We’re going to need a forum where thinkers can merge ideas across the sciences to see what new synchronicities emerge, and a place where our imaginations can explore the incredible possibilities that knowledge opens for us.

Issac Asimov’s Foundation series charts the fall, and eventual rise, of the Galactic Empire, a human civilisation spanning the Milky Way galaxy – the world the story encompasses. Hari Seldon, the story’s hero, is a mathematician who specializes in “psychohistory”, a scientific discipline that allows him to predict two possible futures: one where a thirty-thousand year dark age overcomes the Galactic Empire, and another where after only one thousand years a new, utopian society arises. By establishing two foundations at opposite ends of the galaxy, Hari Seldon attempts to ensure the second of these futures.

Frank Herbet’s Dune centers on the young Paul Atreides, heir to the doomed House Atreides, who will become the Emperor of the Known Universe. The desert world of Arrakis is the centre of that universe and the source of the spice Melange, the only substance that allows galactic travel. He who controls the spice, controls the universe, and through a process of mystical enlightenment and open warfare, Paul Atreides learns the secret of the spice.

Ursula K. LeGuin’s The Lathe of Heaven depicts a near future Earth, a global society ravaged by poverty and resource wars. At the center of this world is George Orr, a man whose dreams can change the nature of reality, and William Haber, the psychiatrist who tries to shape Orr’s dreams to make a better world. Together they seek to solve racism and overpopulation to bring about world peace, all with unfortunate and counter-productive effects.

A vast array of concepts collide in the stories of Asimov, Hebert and Le Guin. The ability of economics to both predict and shape social change. The politics of empire, colonialism and the long span of history. The emerging ecological awareness and new age spirituality of the counter culture. Resource scarcity, and the fates of worlds in conflict for finite sources of energy. Post-modern philosophy and the conflict between objective reality and subjective experience. It is this melding of disparate ideas into coherent narratives has become the hallmark of science fiction.

"World building" is represented in some of the most highly regarded works of science fiction (clockwise from top left: Herbert's Dune, Asimov's Foundation series, Orwell's 1984, and LeGuin's The Lathe of Heaven.
“World building” is represented in some of the most highly regarded works of science fiction (clockwise from top left: Herbert’s Dune, Asimov’s Foundation series, Orwell’s 1984, and LeGuin’s The Lathe of Heaven.

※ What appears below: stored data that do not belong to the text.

/// The segment-receive algorithm (`SPEC_FULL.md` §4.F "Segment receive
/// algorithm"): drop pure duplicates, trim overlap, deliver the remainder to
/// the application bridge, advance `seq_remote`/`ack_remote`, and ACK.
#[allow(clippy::too_many_arguments)]
fn receive_segment(
    table: &mut Table,
    key: TcbKey,
    seq: u32,
    mut payload: Vec<u8>,
    fin: bool,
    _ack: u32,
    now: Tick,
    transmit: &mut dyn Transmit,
) {
    let Some(tcb) = table.get_mut(key) else { return };

    let diff = tcb.seq_remote.wrapping_sub(seq);
    if diff > payload.len() as u32 {
        trace!("tcb: {key:?} pure duplicate segment seq={seq}, ignoring");
        transmit.send_ack(tcb);
        return;
    }
    if diff > 0 {
        let trim = diff as usize;
        payload.drain(..trim.min(payload.len()));
    }

    if payload.is_empty() && !fin {
        transmit.send_ack(tcb);
        return;
    }

    let advance = payload.len() as u32 + u32::from(fin);
    tcb.seq_remote = tcb.seq_remote.wrapping_add(advance);
    tcb.ack_remote = tcb.seq_remote;
    transmit.send_ack(tcb);
    drop(tcb);

    if !payload.is_empty() {
        app::on_recv_payload(table, key, &payload, now, transmit);
    }
}

/// Handed by `crate::app` to queue outbound data from inside a phase
/// notification; kept here (rather than on `Tcb` directly) because sending
/// the head segment immediately is the transmit bridge's job, which
/// `crate::app` otherwise has no reason to depend on.
pub fn queue_and_send(tcb: &mut crate::tcb::Tcb, transmit: &mut dyn Transmit, data: Vec<u8>, ownership: Ownership, is_fin: bool) {
    let payload_for_send = data.clone();
    if let Some(head) = tcb.queue_send(SendData::Copy(data), ownership, is_fin) {
        let slice = &payload_for_send[..head.len as usize];
        transmit.send_segment(tcb, head, slice);
    }
}

/// The safety net (`SPEC_FULL.md` §4.F, `DESIGN.md` Open Question 1): if a
/// TCB is still active after dispatch but has no timer linked, arm one
/// `SAFETY_NET_SECS` out rather than leaving it to leak.
fn ensure_timer(table: &mut Table, key: TcbKey, now: Tick) {
    let needs_arming = table.get(key).is_some_and(|t| t.is_active && t.timer_tick.is_none());
    if needs_arming {
        table.arm_timer(key, now + SAFETY_NET_SECS);
    }
}

#[cfg(test)]
mod tests {
    use super::*;
    use crate::rangeaddr::{Ipv4Range, Ipv6Range, PortRange, ReconnectRanges};
    use crate::report::BufferReporter;
    use crate::segment::TransmitHead;
    use std::net::Ipv6Addr;

    struct NullTransmit {
        acks: u32,
        rsts: u32,
        segments: u32,
    }

    impl Transmit for NullTransmit {
        fn send_ack(&mut self, _tcb: &crate::tcb::Tcb) {
            self.acks += 1;
        }
        fn send_rst(&mut self, _tcb: &crate::tcb::Tcb) {
            self.rsts += 1;
        }
        fn send_segment(&mut self, _tcb: &crate::tcb::Tcb, _seg: TransmitHead, _payload: &[u8]) {
            self.segments += 1;
        }
        fn send_syn(&mut self, _tcb: &crate::tcb::Tcb) {}
    }

    fn ranges() -> ReconnectRanges {
        ReconnectRanges {
            ipv4: Ipv4Range::single(Ipv4Addr::new(10, 0, 0, 1)),
            ipv6: Ipv6Range::single(Ipv6Addr::UNSPECIFIED),
            ports: PortRange::single(40000),
        }
    }

    fn new_table() -> Table {
        Table::new(1 << 10, 0xCAFE, 30, 2, ranges(), Box::new(BufferReporter::default()))
    }

    #[test]
    fn rejects_forged_synack_cookie() {
        let accepted = accept_synack(
            Ipv4Addr::new(10, 0, 0, 1),
            40000,
            Ipv4Addr::new(10, 0, 0, 2),
            80,
            0xdead_beef,
            0xCAFE,
        );
        assert!(!accepted);
    }

    #[test]
    fn accepts_matching_synack_cookie() {
        let cookie = syn_cookie(Ipv4Addr::new(10, 0, 0, 1), 40000, Ipv4Addr::new(10, 0, 0, 2), 80, 0xCAFE);
        let accepted = accept_synack(
            Ipv4Addr::new(10, 0, 0, 1),
            40000,
            Ipv4Addr::new(10, 0, 0, 2),
            80,
            cookie.wrapping_add(1),
            0xCAFE,
        );
        assert!(accepted);
    }

    #[test]
    fn rst_destroys_tcb() {
        let mut table = new_table();
        let mut tx = NullTransmit { acks: 0, rsts: 0, segments: 0 };
        let key = table.create(
            IpAddr::V4(Ipv4Addr::new(10, 0, 0, 1)),
            IpAddr::V4(Ipv4Addr::new(10, 0, 0, 2)),
            40000,
            80,
            1000,
            5000,
            64,
            0,
            0,
        );
        dispatch(&mut table, key, Event::Rst, 0, &mut tx);
        assert!(table.get(key).is_none());
        assert_eq!(table.active_count(), 0);
    }

    #[test]
    fn connection_deadline_sends_rst_and_destroys() {
        let mut table = new_table();
        let mut tx = NullTransmit { acks: 0, rsts: 0, segments: 0 };
        let key = table.create(
            IpAddr::V4(Ipv4Addr::new(10, 0, 0, 1)),
            IpAddr::V4(Ipv4Addr::new(10, 0, 0, 2)),
            40000,
            80,
            1000,
            5000,
            64,
            0,
            0,
        );
        dispatch(&mut table, key, Event::Timeout, 31, &mut tx);
        assert_eq!(tx.rsts, 1);
        assert!(table.get(key).is_none());
    }

    #[test]
    fn data_segment_advances_seq_remote_and_acks() {
        let mut table = new_table();
        let mut tx = NullTransmit { acks: 0, rsts: 0, segments: 0 };
        let key = table.create(
            IpAddr::V4(Ipv4Addr::new(10, 0, 0, 1)),
            IpAddr::V4(Ipv4Addr::new(10, 0, 0, 2)),
            40000,
            80,
            1000,
            5000,
            64,
            0,
            0,
        );
        if let Some(tcb) = table.get_mut(key) {
            tcb.tcp_phase = TcpPhase::EstablishedRecv;
        }
        dispatch(
            &mut table,
            key,
            Event::Data { seq: 5000, ack: 1000, payload: b"hi".to_vec() },
            1,
            &mut tx,
        );
        assert_eq!(table.get(key).unwrap().seq_remote, 5002);
        assert_eq!(tx.acks, 1);
    }

    #[test]
    fn duplicate_segment_is_ignored() {
        let mut table = new_table();
        let mut tx = NullTransmit { acks: 0, rsts: 0, segments: 0 };
        let key = table.create(
            IpAddr::V4(Ipv4Addr::new(10, 0, 0, 1)),
            IpAddr::V4(Ipv4Addr::new(10, 0, 0, 2)),
            40000,
            80,
            1000,
            5000,
            64,
            0,
            0,
        );
        if let Some(tcb) = table.get_mut(key) {
            tcb.tcp_phase = TcpPhase::EstablishedRecv;
            tcb.seq_remote = 5010;
        }
        dispatch(
            &mut table,
            key,
            Event::Data { seq: 5000, ack: 1000, payload: b"hi".to_vec() },
            1,
            &mut tx,
        );
        assert_eq!(table.get(key).unwrap().seq_remote, 5010);
        assert_eq!(tx.acks, 1);
    }

    #[test]
    fn safety_net_arms_timer_after_dispatch() {
        let mut table = new_table();
        let mut tx = NullTransmit { acks: 0, rsts: 0, segments: 0 };
        let key = table.create(
            IpAddr::V4(Ipv4Addr::new(10, 0, 0, 1)),
            IpAddr::V4(Ipv4Addr::new(10, 0, 0, 2)),
            40000,
            80,
            1000,
            5000,
            64,
            0,
            0,
        );
        dispatch(
            &mut table,
            key,
            Event::Data { seq: 5000, ack: 1000, payload: b"hi".to_vec() },
            1,
            &mut tx,
        );
        assert!(table.get(key).unwrap().timer_tick.is_some());
    }
}
//! Synchronous gateway resolution and asynchronous ARP reply (`SPEC_FULL.md`
//! §4.A), grounded on `rawsock-arp.c`'s `arp_resolve_sync`/`arp_response` and
//! the teacher's `net/arp.rs` for the async reply/queue shape.
//!
//! Every other protocol this engine speaks to a live peer goes through the
//! external packet-template engine (`crate::template`); ARP is the one wire
//! protocol this crate builds and parses itself, since nothing downstream
//! of the adapter resolves it for a spoofed source address.

use std::net::Ipv4Addr;
use std::time::{Duration, Instant};

use log::{debug, trace, warn};

use crate::adapter::{Adapter, Frame, TxRings};
use crate::error::{Error, Result};
use crate::wire::{ArpOperation, ArpPacket, ArpRepr, EthernetAddress, EthernetFrame, EthernetProtocol};
use crate::wire::arp::ETHERNET_IPV4_MIN_FRAME_LEN;

// `wire::Ipv4Address` is `core::net::Ipv4Addr` itself (`wire::ipv4`), so it
// is used interchangeably with `std::net::Ipv4Addr` here without conversion.

const RETRY_INTERVAL: Duration = Duration::from_secs(1);
const MAX_ATTEMPTS: u32 = 10;
const ETHERNET_HEADER_LEN: usize = crate::wire::ETHERNET_HEADER_LEN;

fn build_request(my_mac: EthernetAddress, my_ip: Ipv4Addr, target_ip: Ipv4Addr) -> [u8; ETHERNET_IPV4_MIN_FRAME_LEN] {
    let mut buf = [0u8; ETHERNET_IPV4_MIN_FRAME_LEN];

    let mut eth = EthernetFrame::new_unchecked(&mut buf[..ETHERNET_HEADER_LEN]);
    eth.set_dst_addr(EthernetAddress::BROADCAST);
    eth.set_src_addr(my_mac);
    eth.set_ethertype(EthernetProtocol::Arp);

    let arp_repr = ArpRepr::EthernetIpv4 {
        operation: ArpOperation::Request,
        source_hardware_addr: my_mac,
        source_protocol_addr: my_ip,
        target_hardware_addr: EthernetAddress([0; 6]),
        target_protocol_addr: target_ip,
    };
    let mut arp_packet = ArpPacket::new_unchecked(&mut buf[ETHERNET_HEADER_LEN..ETHERNET_HEADER_LEN + arp_repr.buffer_len()]);
    arp_repr.emit(&mut arp_packet);

    buf
}

/// Block until the gateway (or any `target_ip`) answers, retransmitting the
/// request once per second for up to `MAX_ATTEMPTS` attempts
/// (`SPEC_FULL.md` §4.A "synchronous resolve").
pub fn resolve_sync(
    adapter: &mut dyn Adapter,
    my_ip: Ipv4Addr,
    my_mac: EthernetAddress,
    target_ip: Ipv4Addr,
) -> Result<EthernetAddress> {
    let request = build_request(my_mac, my_ip, target_ip);
    adapter
        .send_frame(&request, true)
        .map_err(|_| Error::GatewayUnreachable { gateway: target_ip, attempts: 0 })?;

    let mut attempts = 1u32;
    let mut last_send = Instant::now();
    let mut recv_buf = vec![0u8; 2048];

    loop {
        if last_send.elapsed() >= RETRY_INTERVAL {
            if attempts >= MAX_ATTEMPTS {
                return Err(Error::GatewayUnreachable { gateway: target_ip, attempts });
            }
            adapter
                .send_frame(&request, true)
                .map_err(|_| Error::GatewayUnreachable { gateway: target_ip, attempts })?;
            attempts += 1;
            last_send = Instant::now();
        }

        let recv = adapter.recv_frame(&mut recv_buf, RETRY_INTERVAL);
        let Ok(Some(len)) = recv else { continue };

        let Ok(eth) = EthernetFrame::new_checked(&recv_buf[..len]) else { continue };
        if eth.ethertype() != EthernetProtocol::Arp {
            continue;
        }
        let Ok(arp_packet) = ArpPacket::new_checked(eth.payload()) else { continue };
        let Ok(repr) = ArpRepr::parse(&arp_packet) else { continue };

        let ArpRepr::EthernetIpv4 {
            operation,
            source_hardware_addr,
            source_protocol_addr,
            target_hardware_addr,
            target_protocol_addr,
        } = repr;

        if operation != ArpOperation::Reply {
            trace!("arp: opcode={operation:?}, not reply");
            continue;
        }
        if target_protocol_addr != my_ip || target_hardware_addr != my_mac {
            trace!("arp: reply not addressed to us");
            continue;
        }
        if source_protocol_addr != target_ip {
            trace!("arp: reply from {source_protocol_addr}, not the queried {target_ip}");
            continue;
        }

        debug!("arp: resolved {target_ip} -> {source_hardware_addr}");
        return Ok(source_hardware_addr);
    }
}

/// Answer an incoming ARP request for one of our own addresses
/// (`SPEC_FULL.md` §4.A "async respond"). `frame` is the complete
/// Ethernet-wrapped frame as received; non-ARP or non-request frames, and
/// requests not addressed to `my_ip`, are silently ignored.
pub fn respond(my_ip: Ipv4Addr, my_mac: EthernetAddress, frame: &[u8], rings: &TxRings) {
    let Ok(eth) = EthernetFrame::new_checked(frame) else { return };
    if eth.ethertype() != EthernetProtocol::Arp {
        return;
    }
    let Ok(arp_packet) = ArpPacket::new_checked(eth.payload()) else { return };
    let Ok(repr) = ArpRepr::parse(&arp_packet) else { return };

    let ArpRepr::EthernetIpv4 {
        operation,
        source_hardware_addr,
        source_protocol_addr,
        target_protocol_addr,
        ..
    } = repr;

    if operation != ArpOperation::Request {
        trace!("arp: opcode={operation:?}, not request");
        return;
    }
    if target_protocol_addr != my_ip {
        trace!("arp: request not for our IP");
        return;
    }

    let reply = ArpRepr::EthernetIpv4 {
        operation: ArpOperation::Reply,
        source_hardware_addr: my_mac,
        source_protocol_addr: my_ip,
        target_hardware_addr: source_hardware_addr,
        target_protocol_addr: source_protocol_addr,
    };

    let mut out_frame = acquire_free_backoff(rings);
    let needed = ETHERNET_IPV4_MIN_FRAME_LEN;
    if out_frame.data.len() < needed {
        out_frame.data.resize(needed, 0);
    }
    out_frame.data[..needed].fill(0);

    {
        let mut eth_out = EthernetFrame::new_unchecked(&mut out_frame.data[..ETHERNET_HEADER_LEN]);
        eth_out.set_dst_addr(source_hardware_addr);
        eth_out.set_src_addr(my_mac);
        eth_out.set_ethertype(EthernetProtocol::Arp);
    }
    {
        let mut arp_out = ArpPacket::new_unchecked(&mut out_frame.data[ETHERNET_HEADER_LEN..ETHERNET_HEADER_LEN + reply.buffer_len()]);
        reply.emit(&mut arp_out);
    }
    out_frame.len = needed;

    debug!("arp: reply to {source_protocol_addr}");
    rings.enqueue_tx(out_frame);
}

fn acquire_free_backoff(rings: &TxRings) -> Frame {
    loop {
        if let Some(frame) = rings.free_ring.pop() {
            return frame;
        }
        warn!("arp: free buffer pool exhausted, backing off");
        std::thread::sleep(Duration::from_micros(100));
    }
}
use std::net::IpAddr;
use std::time::Duration;

use crate::segment::{AckOutcome, Ownership, SegmentQueue, SendData, TransmitHead};
use crate::timer::Tick;

/// A generational handle into `crate::table::Table`'s TCB arena.
///
/// Using a generational index instead of a raw pointer is what lets the
/// timer wheel (`crate::timer`) and the TCB refer to each other without
/// forming an ownership cycle (`SPEC_FULL.md` §9).
#[derive(Debug, Clone, Copy, PartialEq, Eq, Hash)]
pub struct TcbKey {
    index: u32,
    generation: u32,
}

impl TcbKey {
    pub const fn new(index: u32, generation: u32) -> TcbKey {
        TcbKey { index, generation }
    }

    pub const fn index(&self) -> usize {
        self.index as usize
    }

    pub const fn generation(&self) -> u32 {
        self.generation
    }
}

/// The reduced TCP state set (`SPEC_FULL.md` §4.F).
///
/// `Listen`, `SynReceived`, and `Closed` are intentionally absent: this
/// engine never accepts an inbound connection, so those states from RFC 793
/// have no role here.
#[derive(Debug, Clone, Copy, PartialEq, Eq)]
pub enum TcpPhase {
    SynSent,
    EstablishedSend,
    EstablishedRecv,
    CloseWait,
    /// Reachable only via `CloseWait -> LastAck` when the application bridge
    /// queues its own `FIN`; the shipped application bridge never does this
    /// (see `DESIGN.md` Open Question 2), so this state is exercised only by
    /// `src/tests/state_machine.rs`, mirroring the original engine.
    LastAck,
    FinWait1,
    FinWait2,
    Closing,
    TimeWait,
}

/// Application-level phase layered over the TCP phase (`SPEC_FULL.md` §4.G).
#[derive(Debug, Clone, Copy, PartialEq, Eq)]
pub enum AppPhase {
    Connect,
    ReceiveHello,
    ReceiveNext,
    SendNext,
}

/// Per-connection control block (`SPEC_FULL.md` §3).
#[derive(Debug)]
pub struct Tcb {
    pub ip_local: IpAddr,
    pub ip_remote: IpAddr,
    pub port_local: u16,
    pub port_remote: u16,

    pub seq_local: u32,
    pub seq_local_first: u32,
    pub seq_remote: u32,
    pub seq_remote_first: u32,
    pub ack_remote: u32,

    pub mss: usize,
    pub ttl: u8,
    pub small_window: bool,

    pub is_active: bool,
    pub tcp_phase: TcpPhase,
    pub app_phase: AppPhase,
    pub syn_retries: u32,
    pub is_ipv6: bool,

    pub segments: SegmentQueue,
    pub banner: Vec<u8>,

    /// Index of the parser stream assigned at creation (`crate::parser`).
    pub stream: usize,
    /// Parser-private scratch state, opaque to the engine.
    pub parser_state: u32,

    /// Tick this TCB's single live timer is armed for, or `None` if
    /// currently unlinked. The timer wheel validates its popped hints
    /// against this field (`crate::timer`).
    pub timer_tick: Option<Tick>,
    pub created_tick: Tick,
}

impl Tcb {
    #[allow(clippy::too_many_arguments)]
    pub fn new(
        ip_local: IpAddr,
        ip_remote: IpAddr,
        port_local: u16,
        port_remote: u16,
        seq_local: u32,
        seq_remote: u32,
        ttl: u8,
        small_window: bool,
        stream: usize,
        now: Tick,
    ) -> Tcb {
        let is_ipv6 = ip_remote.is_ipv6();
        Tcb {
            ip_local,
            ip_remote,
            port_local,
            port_remote,
            seq_local,
            seq_local_first: seq_local,
            seq_remote,
            seq_remote_first: seq_remote,
            ack_remote: seq_remote,
            mss: crate::wire::tcp::DEFAULT_MSS,
            ttl,
            small_window,
            is_active: true,
            tcp_phase: TcpPhase::SynSent,
            app_phase: AppPhase::Connect,
            syn_retries: 0,
            is_ipv6,
            segments: SegmentQueue::new(),
            banner: Vec::new(),
            stream,
            parser_state: 0,
            timer_tick: None,
            created_tick: now,
        }
    }

    /// Matches the 4-tuple identity of this TCB (`SPEC_FULL.md` §3 invariant 1).
    pub fn matches(&self, ip_local: IpAddr, ip_remote: IpAddr, port_local: u16, port_remote: u16) -> bool {
        self.ip_local == ip_local
            && self.ip_remote == ip_remote
            && self.port_local == port_local
            && self.port_remote == port_remote
    }

    pub fn connection_age(&self, now: Tick) -> Duration {
        Duration::from_secs(now.saturating_sub(self.created_tick))
    }

    pub fn reset(&mut self) {
        self.is_active = false;
        self.timer_tick = None;
        self.segments.clear();
        self.banner.clear();
    }

    /// Queue `data` for transmission (`crate::segment::SegmentQueue::send`).
    ///
    /// `SegmentQueue::send` takes `&mut Tcb` so it can advance `tcp_phase`
    /// and read `mss`, which means it can't be called as `self.segments.send(self, ..)`
    /// directly — this helper temporarily takes ownership of `self.segments`
    /// out of `self` to break the aliasing, the same trick the timer wheel
    /// sidesteps with generational keys instead of raw self-references.
    pub fn queue_send(&mut self, data: SendData, ownership: Ownership, is_fin: bool) -> Option<TransmitHead> {
        let mut segments = std::mem::take(&mut self.segments);
        let result = segments.send(self, data, ownership, is_fin);
        self.segments = segments;
        result
    }

    /// Retire segments covered by `ack` (`crate::segment::SegmentQueue::acknowledge`).
    pub fn queue_acknowledge(&mut self, ack: u32) -> AckOutcome {
        let mut segments = std::mem::take(&mut self.segments);
        let result = segments.acknowledge(self, ack);
        self.segments = segments;
        result
    }
}
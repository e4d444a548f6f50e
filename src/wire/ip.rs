use core::fmt;

use super::{Error, Result};

/// IP datagram encapsulated protocol.
///
/// Only the handful of values the engine ever needs to compare against are
/// named; anything else round-trips through `Unknown`.
#[derive(Debug, PartialEq, Eq, Clone, Copy)]
pub enum Protocol {
    Icmp,
    Tcp,
    Udp,
    Unknown(u8),
}

impl From<u8> for Protocol {
    fn from(raw: u8) -> Protocol {
        match raw {
            0x01 => Protocol::Icmp,
            0x06 => Protocol::Tcp,
            0x11 => Protocol::Udp,
            other => Protocol::Unknown(other),
        }
    }
}

impl From<Protocol> for u8 {
    fn from(value: Protocol) -> u8 {
        match value {
            Protocol::Icmp => 0x01,
            Protocol::Tcp => 0x06,
            Protocol::Udp => 0x11,
            Protocol::Unknown(raw) => raw,
        }
    }
}

impl fmt::Display for Protocol {
    fn fmt(&self, f: &mut fmt::Formatter) -> fmt::Result {
        match *self {
            Protocol::Icmp => write!(f, "ICMP"),
            Protocol::Tcp => write!(f, "TCP"),
            Protocol::Udp => write!(f, "UDP"),
            Protocol::Unknown(id) => write!(f, "0x{id:02x}"),
        }
    }
}

/// Return the IP version nibble of the first octet of a datagram.
///
/// Only IPv4 is decoded by this engine's RX path; anything else is a parse
/// reject (§7 of the design: the RX thread never needs IPv6 header fields,
/// since the only in-scope network-layer codec is IPv4 — see `DESIGN.md`).
pub const fn version_of_packet(data: &[u8]) -> Result<u8> {
    if data.is_empty() {
        return Err(Error);
    }
    match data[0] >> 4 {
        4 => Ok(4),
        other => Ok(other),
    }
}

pub mod checksum {
    use byteorder::{ByteOrder, NetworkEndian};

    use super::Protocol;
    use crate::wire::Ipv4Address;

    const fn propagate_carries(word: u32) -> u16 {
        let sum = (word >> 16) + (word & 0xffff);
        ((sum >> 16) as u16) + (sum as u16)
    }

    /// Compute an RFC 1071 compliant checksum (without the final complement).
    pub fn data(mut data: &[u8]) -> u16 {
        let mut accum: u32 = 0;

        const CHUNK_SIZE: usize = 32;
        while data.len() >= CHUNK_SIZE {
            let mut d = &data[..CHUNK_SIZE];
            while d.len() >= 2 {
                accum += NetworkEndian::read_u16(d) as u32;
                d = &d[2..];
            }
            data = &data[CHUNK_SIZE..];
        }

        while data.len() >= 2 {
            accum += NetworkEndian::read_u16(data) as u32;
            data = &data[2..];
        }

        if let Some(&value) = data.first() {
            accum += (value as u32) << 8;
        }

        propagate_carries(accum)
    }

    /// Combine several RFC 1071 compliant checksums.
    pub fn combine(checksums: &[u16]) -> u16 {
        let mut accum: u32 = 0;
        for &word in checksums {
            accum += word as u32;
        }
        propagate_carries(accum)
    }

    /// Compute the IPv4 pseudo-header checksum word used by TCP and UDP.
    pub fn pseudo_header_v4(
        src_addr: &Ipv4Address,
        dst_addr: &Ipv4Address,
        next_header: Protocol,
        length: u32,
    ) -> u16 {
        let mut proto_len = [0u8; 4];
        proto_len[1] = next_header.into();
        NetworkEndian::write_u16(&mut proto_len[2..4], length as u16);

        combine(&[
            data(&src_addr.octets()),
            data(&dst_addr.octets()),
            data(&proto_len[..]),
        ])
    }
}
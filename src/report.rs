use std::net::IpAddr;

/// Sink for a finished banner (`SPEC_FULL.md` §6 `report()`).
///
/// The engine's only obligation is to call this exactly once per TCB, at
/// destruction, with whatever was accumulated in `tcb.banner`
/// (`SPEC_FULL.md` §3 invariant 7) — what happens to the bytes afterwards
/// (file, socket, stdout) is out of scope.
pub trait Reporter: Send {
    #[allow(clippy::too_many_arguments)]
    fn report(
        &mut self,
        now_secs: u64,
        ip: IpAddr,
        port: u16,
        subproto: &str,
        ttl: u8,
        banner: &[u8],
    );
}

/// A `Reporter` that appends formatted lines to an in-memory buffer; used by
/// tests and as a trivial default for a host binary that just wants stdout.
#[derive(Debug, Default)]
pub struct BufferReporter {
    pub lines: Vec<String>,
}

impl Reporter for BufferReporter {
    fn report(&mut self, now_secs: u64, ip: IpAddr, port: u16, subproto: &str, ttl: u8, banner: &[u8]) {
        self.lines.push(format!(
            "{now_secs} {ip}:{port} proto=tcp/{subproto} ttl={ttl} banner={:?}",
            String::from_utf8_lossy(banner)
        ));
    }
}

These imagined stories – like thousands of other science fiction tales told in the 20th century – were presented to audiences as popular entertainment and escapism. But there was a greater purpose implicit in the emerging literature of science fiction. For most of human history stories had embraced both reason and the imagination. From the earliest recorded story, the epic of Gilgamesh, to the Biblical stories recorded in Genesis and other religious texts. The myths of ancient Greece and Rome, the fairy and folk tales of Medieval Europe and the courtly masques of Shakespearean theatre, for most of human history stories were shaped from both the real and the imagined.

But as we embraced the age of science and reason ushered in by the Enlightenment, a tradition of purely realistic storytelling emerged that set aside the products of imagination. The modern novel, shaped by generations of writers – Honore de Balzac, Leo Tolstoy, George Elliot, Marcel Proust, Jane Austen, Fyodor Dostoyevsky, Charles Dickens, Virgina Woolf, Jack Kerouac and thousands upon thousands more, became the natural home of realism. By the late 19th and early 20th century the realist tradition dominated contemporary culture. Stories that grew from the imagination of the writer, and those resembling the older stories of myth and legend, were thought fit only for children. The imagination was sidelined as a source of mere escapist entertainment and the stories that came from it were seen as pure fantasy.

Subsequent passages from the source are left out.